Command Line Interface¶
Command line utility to run pdstools apps.
usage: pdstools [-h] [--version] [--data-path DATA_PATH] [--sample SAMPLE]
[--filter FILTER] [--temp-dir TEMP_DIR]
[{health_check,decision_analyzer,impact_analyzer,hc,da,ia}]
Positional Arguments¶
- app
Possible choices: health_check, decision_analyzer, impact_analyzer, hc, da, ia
The app to run: “health_check” (alias: hc) | “decision_analyzer” (alias: da) | “impact_analyzer” (alias: ia)
Named Arguments¶
- --version
show program’s version number and exit
- --data-path
Path to a data file or directory to load on startup. Supports parquet, csv, json, arrow, zip, and partitioned folders. Exposed to the app as the PDSTOOLS_DATA_PATH env var.
- --sample
Pre-ingestion interaction sampling for large datasets. Specify an absolute count (e.g. ‘100000’, ‘100k’, ‘1M’) or a percentage (e.g. ‘10%’). All rows for each sampled interaction are kept. Exposed to the app as the PDSTOOLS_SAMPLE_LIMIT env var.

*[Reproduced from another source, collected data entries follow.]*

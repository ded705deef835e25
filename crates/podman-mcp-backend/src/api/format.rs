//! Text tables approximating the podman CLI's list output.
//!
//! Column spacing is elastic (widest cell plus two spaces); it is not meant
//! to match the binary byte for byte.

use chrono::{DateTime, Utc};

use super::types::{ContainerSummary, ImageSummary, NetworkSummary, PortMapping, VolumeSummary};

const PADDING: usize = 2;
const ID_WIDTH: usize = 12;
const COMMAND_WIDTH: usize = 20;
const DIGEST_WIDTH: usize = 19;
const NONE: &str = "<none>";

/// Rows aligned on tab stops.
struct Table {
    rows: Vec<Vec<String>>,
}

impl Table {
    fn new(header: &[&str]) -> Self {
        Self {
            rows: vec![header.iter().map(|h| h.to_string()).collect()],
        }
    }

    fn row(&mut self, cells: Vec<String>) {
        self.rows.push(cells);
    }

    fn render(&self) -> String {
        let columns = self.rows.iter().map(Vec::len).max().unwrap_or(0);
        let mut widths = vec![0usize; columns];
        for row in &self.rows {
            // the last cell of a row is not padded
            for (i, cell) in row.iter().enumerate().take(row.len().saturating_sub(1)) {
                widths[i] = widths[i].max(cell.chars().count());
            }
        }

        let mut out = String::new();
        for row in &self.rows {
            for (i, cell) in row.iter().enumerate() {
                out.push_str(cell);
                if i + 1 < row.len() {
                    let pad = widths[i] + PADDING - cell.chars().count();
                    out.extend(std::iter::repeat(' ').take(pad));
                }
            }
            out.push('\n');
        }
        out.truncate(out.trim_end_matches('\n').len());
        out
    }
}

fn truncate(value: &str, width: usize) -> String {
    value.chars().take(width).collect()
}

pub fn container_table(containers: &[ContainerSummary], now: DateTime<Utc>) -> String {
    let mut table = Table::new(&[
        "CONTAINER ID",
        "IMAGE",
        "COMMAND",
        "CREATED",
        "STATUS",
        "PORTS",
        "NAMES",
    ]);
    for c in containers {
        let mut command = c.command.join(" ");
        if command.chars().count() > COMMAND_WIDTH {
            command = format!("{}...", truncate(&command, COMMAND_WIDTH));
        }
        let status = if c.status.is_empty() {
            c.state.clone()
        } else {
            c.status.clone()
        };
        table.row(vec![
            truncate(&c.id, ID_WIDTH),
            c.image.clone(),
            command,
            time_ago(c.created.0, now),
            status,
            ports(&c.ports),
            c.names.join(","),
        ]);
    }
    table.render()
}

pub fn image_table(images: &[ImageSummary], now: DateTime<Utc>) -> String {
    let mut table = Table::new(&["REPOSITORY", "TAG", "DIGEST", "IMAGE ID", "CREATED", "SIZE"]);
    for image in images {
        let (repository, tag) = image
            .repo_tags
            .first()
            .or_else(|| image.names.first())
            .map(|reference| split_reference(reference))
            .unwrap_or_else(|| (NONE.to_string(), NONE.to_string()));
        let id = image.id.strip_prefix("sha256:").unwrap_or(&image.id);
        let digest = if image.digest.is_empty() {
            NONE.to_string()
        } else {
            truncate(&image.digest, DIGEST_WIDTH)
        };
        table.row(vec![
            repository,
            tag,
            digest,
            truncate(id, ID_WIDTH),
            time_ago(image.created.0, now),
            size(image.size),
        ]);
    }
    table.render()
}

pub fn network_table(networks: &[NetworkSummary]) -> String {
    let mut table = Table::new(&["NETWORK ID", "NAME", "DRIVER"]);
    for n in networks {
        table.row(vec![
            truncate(&n.id, ID_WIDTH),
            n.name.clone(),
            n.driver.clone(),
        ]);
    }
    table.render()
}

pub fn volume_table(volumes: &[VolumeSummary]) -> String {
    let mut table = Table::new(&["DRIVER", "VOLUME NAME"]);
    for v in volumes {
        table.row(vec![v.driver.clone(), v.name.clone()]);
    }
    table.render()
}

/// Split `repo:tag` at the last colon.
fn split_reference(reference: &str) -> (String, String) {
    match reference.rsplit_once(':') {
        Some((repository, tag)) => (repository.to_string(), tag.to_string()),
        None => (reference.to_string(), NONE.to_string()),
    }
}

fn ports(mappings: &[PortMapping]) -> String {
    mappings
        .iter()
        .map(|p| {
            if p.host_port > 0 {
                format!("{}->{}/{}", p.host_port, p.container_port, p.protocol)
            } else {
                format!("{}/{}", p.container_port, p.protocol)
            }
        })
        .collect::<Vec<_>>()
        .join(", ")
}

/// "N units ago", or `N/A` for an unknown time.
pub fn time_ago(time: Option<DateTime<Utc>>, now: DateTime<Utc>) -> String {
    let Some(time) = time else {
        return "N/A".to_string();
    };
    let secs = (now - time).num_seconds().max(0);
    let (minute, hour, day) = (60, 60 * 60, 24 * 60 * 60);
    match secs {
        s if s < minute => format!("{} seconds ago", s),
        s if s < hour => format!("{} minutes ago", s / minute),
        s if s < day => format!("{} hours ago", s / hour),
        s if s < 30 * day => format!("{} days ago", s / day),
        s if s < 365 * day => format!("{} months ago", s / (30 * day)),
        s => format!("{} years ago", s / (365 * day)),
    }
}

/// Decimal size: `1.5 GB`, `20.0 MB`, `3.2 KB` or `512 B`.
pub fn size(bytes: i64) -> String {
    const KB: i64 = 1000;
    const MB: i64 = 1000 * KB;
    const GB: i64 = 1000 * MB;
    match bytes {
        b if b >= GB => format!("{:.1} GB", b as f64 / GB as f64),
        b if b >= MB => format!("{:.1} MB", b as f64 / MB as f64),
        b if b >= KB => format!("{:.1} KB", b as f64 / KB as f64),
        b => format!("{} B", b),
    }
}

To sample programmatically without the app, see pdstools.decision_analyzer.utils.sample_interactions() and pdstools.decision_analyzer.utils.prepare_and_save().
- --filter
Pre-ingestion row filter for extracting specific data from large files. Syntax options: ‘Column=value1,value2,…’ (categorical, exact match), ‘Column>=N’ / ‘Column<=N’ / ‘Column>N’ / ‘Column<N’ (numeric), ‘Column=YYYY-MM-DD..YYYY-MM-DD’ (date range, inclusive). Column names use display names (e.g. ‘Channel’, ‘Decision Time’, ‘ModelPositives’). Multiple –filter flags are ANDed together. Can be combined with –sample (filter is applied first).
- --temp-dir
Directory for temporary files such as the sampled data parquet. Defaults to the current working directory. Exposed to the app as the PDSTOOLS_TEMP_DIR env var.